The school rush is well and truly back as we return to the office and our kids begin to settle into Term 1.
But with the return of the commute and the school run comes the question of how we start to encourage our children to walk or cycle to school and ensure that they continue to be safe.
Many parents across the Illawarra feel there is no choice but to drive their children to school. Especially when allowing their children to walk to school unassisted involves walking along grass verges and crossing busy roads with no pedestrian crossing.
The alternative is walking or cycling your children to school, rushing back home to drive to work. For many, that's not possible when working a 9am to 5pm job.
That's why the work that Safe Streets to School is doing is so important. The alliance of 13 health, transport, education and climate organisations has presented three transport priorities to federal politicians to get more children walking or cycling to school.
Their plan includes lowering speed limits in school zones, and having pedestrian priority crossings, footpaths and no drop-off zones within 1,500m of schools.
An NSW Health-funded research programme in 2004 found how a parent journeyed to work had a significant influence on whether children walked to school. For example, competing pressures like distance to work, school start times and weather conditions make it challenging for parents to accommodate the walk to school.

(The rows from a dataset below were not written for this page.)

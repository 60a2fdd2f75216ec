use std::io;
use std::time::{Duration, SystemTime};

use tarpc::{client, context, tokio_serde::formats::Bincode};
use log::debug;

use crate::rpc::NodeServiceClient;

/// Dial a peer and spawn the client dispatch task.
pub async fn setup_client(addr: &str) -> io::Result<NodeServiceClient> {
	debug!("connecting to {}", addr);
	let transport = tarpc::serde_transport::tcp::connect(addr, Bincode::default).await?;
	debug!("connected to {}", addr);
	Ok(NodeServiceClient::new(client::Config::default(), transport).spawn())
}

/// RPC context whose deadline reflects the configured timeout.
pub fn deadline_context(timeout: Duration) -> context::Context {
	let mut ctx = context::current();
	ctx.deadline = SystemTime::now() + timeout;
	ctx
}
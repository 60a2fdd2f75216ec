use futures::future::JoinAll;
use tokio::{sync::watch, task::JoinHandle};

/// Handle over a started node: the listener and maintenance tasks,
/// plus the channel used to stop them cooperatively.
pub struct ServerManager {
	pub(crate) handle: JoinAll<JoinHandle<()>>,
	pub(crate) tx: watch::Sender<bool>
}

impl ServerManager {
	/// Signal every task to stop and wait for them to drain.
	pub async fn stop(self) -> anyhow::Result<()> {
		// receivers may already be gone if the tasks finished on their own
		let _ = self.tx.send(true);
		for res in self.handle.await {
			res?;
		}
		Ok(())
	}

	/// Run until the tasks exit on their own.
	pub async fn wait(self) -> anyhow::Result<()> {
		for res in self.handle.await {
			res?;
		}
		Ok(())
	}
}
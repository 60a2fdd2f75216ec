use std::{
	collections::HashMap,
	sync::{Arc, RwLock},
	time::Duration
};
use rand::{Rng, SeedableRng};
use tarpc::{
	context,
	tokio_serde::formats::Bincode,
	server::Channel,
	serde::Serialize,
	serde::Deserialize
};
use futures::{future, prelude::*};
use log::{info, warn, debug, error};
use super::error;
use super::{
	ring::*,
	config::*,
	data_store::*,
	error::{
		*,
		DhtError::*
	}
};
use crate::{rpc::*, client, server::ServerManager};
use super::hash_id;

/// Upper bound on lookup hops; doubles as a guard against routing
/// cycles caused by stale fingers.
pub const MAX_STEPS: usize = 32;

// Data part of the node
#[derive(Debug, Clone, PartialEq, Eq, Serialize, Deserialize)]
pub struct Node {
	pub id: Digest,
	pub addr: String
}

impl std::fmt::Display for Node {
	fn fmt(&self, f: &mut std::fmt::Formatter<'_>) -> std::fmt::Result {
		write!(f, "Node({}, {})", self.id, self.addr)
	}
}

#[derive(Clone)]
pub struct NodeServer {
	node: Node,
	store: DataStore,
	config: Config,
	predecessor: Arc<RwLock<Option<Node>>>,
	// Entry 0 is the authoritative successor
	successor_list: Arc<RwLock<Vec<Node>>>,
	// Entry i tracks the successor of (id + 2^i) mod 2^m
	finger_table: Arc<RwLock<Vec<Option<Node>>>>,
	// connection to remote nodes
	connection_map: Arc<RwLock<HashMap<Digest, NodeServiceClient>>>
}
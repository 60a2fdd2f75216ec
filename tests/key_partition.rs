use chord_ring::{
	client::setup_client,
	core::{DhtError, KvError, NodeServer}
};
use rand::prelude::*;
use tarpc::context;

mod common;
use common::*;

fn bucket_keys(server: &NodeServer) -> Vec<Vec<u8>> {
	server.bucket_snapshot().into_iter().map(|(k, _)| k).collect()
}

/// A joining node pulls exactly the keys of the arc it takes over.
#[tokio::test]
async fn keys_migrate_on_join() -> anyhow::Result<()> {
	let _ = env_logger::builder().is_test(true).try_init();
	let mut rng = StdRng::seed_from_u64(0);

	let n1 = test_node(10, 7411);
	let mut s1 = NodeServer::new(n1.clone(), test_config())?;
	let m1 = s1.start(None).await?;
	s1.stabilize().await;

	// All three keys land on the only node
	let k5 = key_with_digest(&mut rng, 5);
	let k20 = key_with_digest(&mut rng, 20);
	let k45 = key_with_digest(&mut rng, 45);
	s1.put(&k5, b"v5").await?;
	s1.put(&k20, b"v20").await?;
	s1.put(&k45, b"v45").await?;
	assert_eq!(bucket_keys(&s1).len(), 3);

	// Node 40 takes over the arc (10, 40]; only digest 20 moves
	let n2 = test_node(40, 7412);
	let mut s2 = NodeServer::new(n2.clone(), test_config())?;
	let m2 = s2.start(Some(n1.clone())).await?;
	s2.stabilize().await;
	s1.stabilize().await;

	let keys1 = bucket_keys(&s1);
	assert!(keys1.contains(&k5));
	assert!(keys1.contains(&k45));
	assert!(!keys1.contains(&k20));
	assert_eq!(bucket_keys(&s2), vec![k20.clone()]);

	// Every key is still reachable from both nodes
	assert_eq!(s1.get(&k20).await?, b"v20".to_vec());
	assert_eq!(s2.get(&k5).await?, b"v5".to_vec());
	assert_eq!(s2.get(&k45).await?, b"v45".to_vec());

	m1.stop().await?;
	m2.stop().await?;
	Ok(())
}

/// put/get/delete work from any member of the ring, and a deleted key
/// is reported as missing.
#[tokio::test]
async fn put_get_delete_across_the_ring() -> anyhow::Result<()> {
	let _ = env_logger::builder().is_test(true).try_init();
	let mut rng = StdRng::seed_from_u64(1);

	let n10 = test_node(10, 7421);
	let n40 = test_node(40, 7422);

	let mut s10 = NodeServer::new(n10.clone(), test_config())?;
	let m10 = s10.start(None).await?;
	s10.stabilize().await;

	let mut s40 = NodeServer::new(n40.clone(), test_config())?;
	let m40 = s40.start(Some(n10.clone())).await?;
	s40.stabilize().await;
	s10.stabilize().await;
	s40.stabilize().await;

	// k1 belongs to node 40, k2 to node 10
	let k1 = generate_key_in_range(&mut rng, 10, 40);
	let k2 = generate_key_in_range(&mut rng, 40, 10);
	s10.put(&k1, b"v1").await?;
	s40.put(&k2, b"v2").await?;

	assert_eq!(s10.get(&k1).await?, b"v1".to_vec());
	assert_eq!(s40.get(&k1).await?, b"v1".to_vec());
	assert_eq!(s10.get(&k2).await?, b"v2".to_vec());
	assert_eq!(s40.get(&k2).await?, b"v2".to_vec());
	assert!(bucket_keys(&s40).contains(&k1));
	assert!(bucket_keys(&s10).contains(&k2));

	s10.delete(&k1).await?;
	let err = s40.get(&k1).await.unwrap_err();
	assert!(matches!(err, DhtError::Kv(KvError::KeyNotFound)));

	m10.stop().await?;
	m40.stop().await?;
	Ok(())
}

/// A node that provably does not own a key answers with a redirect
/// hint instead of a spurious not-found.
#[tokio::test]
async fn wrong_node_redirects() -> anyhow::Result<()> {
	let _ = env_logger::builder().is_test(true).try_init();
	let mut rng = StdRng::seed_from_u64(2);

	let n10 = test_node(10, 7431);
	let n40 = test_node(40, 7432);

	let mut s10 = NodeServer::new(n10.clone(), test_config())?;
	let m10 = s10.start(None).await?;
	s10.stabilize().await;

	let mut s40 = NodeServer::new(n40.clone(), test_config())?;
	let m40 = s40.start(Some(n10.clone())).await?;
	s40.stabilize().await;
	s10.stabilize().await;

	// digest 20 lies in (10, 40], owned by node 40; ask node 10 for it
	let key = generate_key_in_range(&mut rng, 10, 40);
	let c10 = setup_client(&n10.addr).await?;
	let err = c10
		.get_rpc(context::current(), key.clone())
		.await?
		.unwrap_err();
	match err {
		KvError::WrongNode { hint } => assert_eq!(hint.id, 40),
		other => panic!("expected a redirect, got {:?}", other)
	};

	// the key does not exist anywhere yet, so the owner reports not-found
	let c40 = setup_client(&n40.addr).await?;
	assert_eq!(
		c40.get_rpc(context::current(), key.clone()).await?,
		Err(KvError::KeyNotFound)
	);

	// a mis-routed put is refused with the same hint, storing nothing
	let err = c10
		.put_rpc(context::current(), key.clone(), b"v".to_vec())
		.await?
		.unwrap_err();
	match err {
		KvError::WrongNode { hint } => assert_eq!(hint.id, 40),
		other => panic!("expected a redirect, got {:?}", other)
	};
	assert!(!bucket_keys(&s10).contains(&key));

	// the routed put lands on the owner
	s10.put(&key, b"v").await?;
	assert!(bucket_keys(&s40).contains(&key));
	assert_eq!(s40.get(&key).await?, b"v".to_vec());

	m10.stop().await?;
	m40.stop().await?;
	Ok(())
}

/// A gracefully leaving node hands its bucket to its successor before
/// going away.
#[tokio::test]
async fn graceful_quit_hands_over_keys() -> anyhow::Result<()> {
	let _ = env_logger::builder().is_test(true).try_init();
	let mut rng = StdRng::seed_from_u64(3);

	let n1 = test_node(10, 7441);
	let n2 = test_node(40, 7442);

	let mut s1 = NodeServer::new(n1.clone(), test_config())?;
	let m1 = s1.start(None).await?;
	s1.stabilize().await;

	let mut s2 = NodeServer::new(n2.clone(), test_config())?;
	let m2 = s2.start(Some(n1.clone())).await?;
	s2.stabilize().await;
	s1.stabilize().await;
	s2.stabilize().await;

	// digest 5 lies in (40, 10], owned by node 10
	let key = key_with_digest(&mut rng, 5);
	s2.put(&key, b"v").await?;
	assert!(bucket_keys(&s1).contains(&key));

	// node 10 leaves; its keys move to node 40 before it exits
	s1.leave().await?;
	m1.stop().await?;
	assert!(bucket_keys(&s2).contains(&key));

	assert_eq!(s2.get(&key).await?, b"v".to_vec());

	m2.stop().await?;
	Ok(())
}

As part of the Safe Streets to School initiative, the group has demanded an e-bike subsidy, which presumably is designed to make it easier for parents to commute to work by bike and drop their kids at school enroute. A nice idea, particularly in areas of the Illawarra serviced by a bike track. However, it still doesn't account for weather conditions and the commute distance, particularly if a parent has inflexible work hours and a long cycle.
While the jury's out on whether an e-bike subsidy will help get more parents cycling to work, this type of thinking is needed to move towards a position where our children can feel safe walking to school.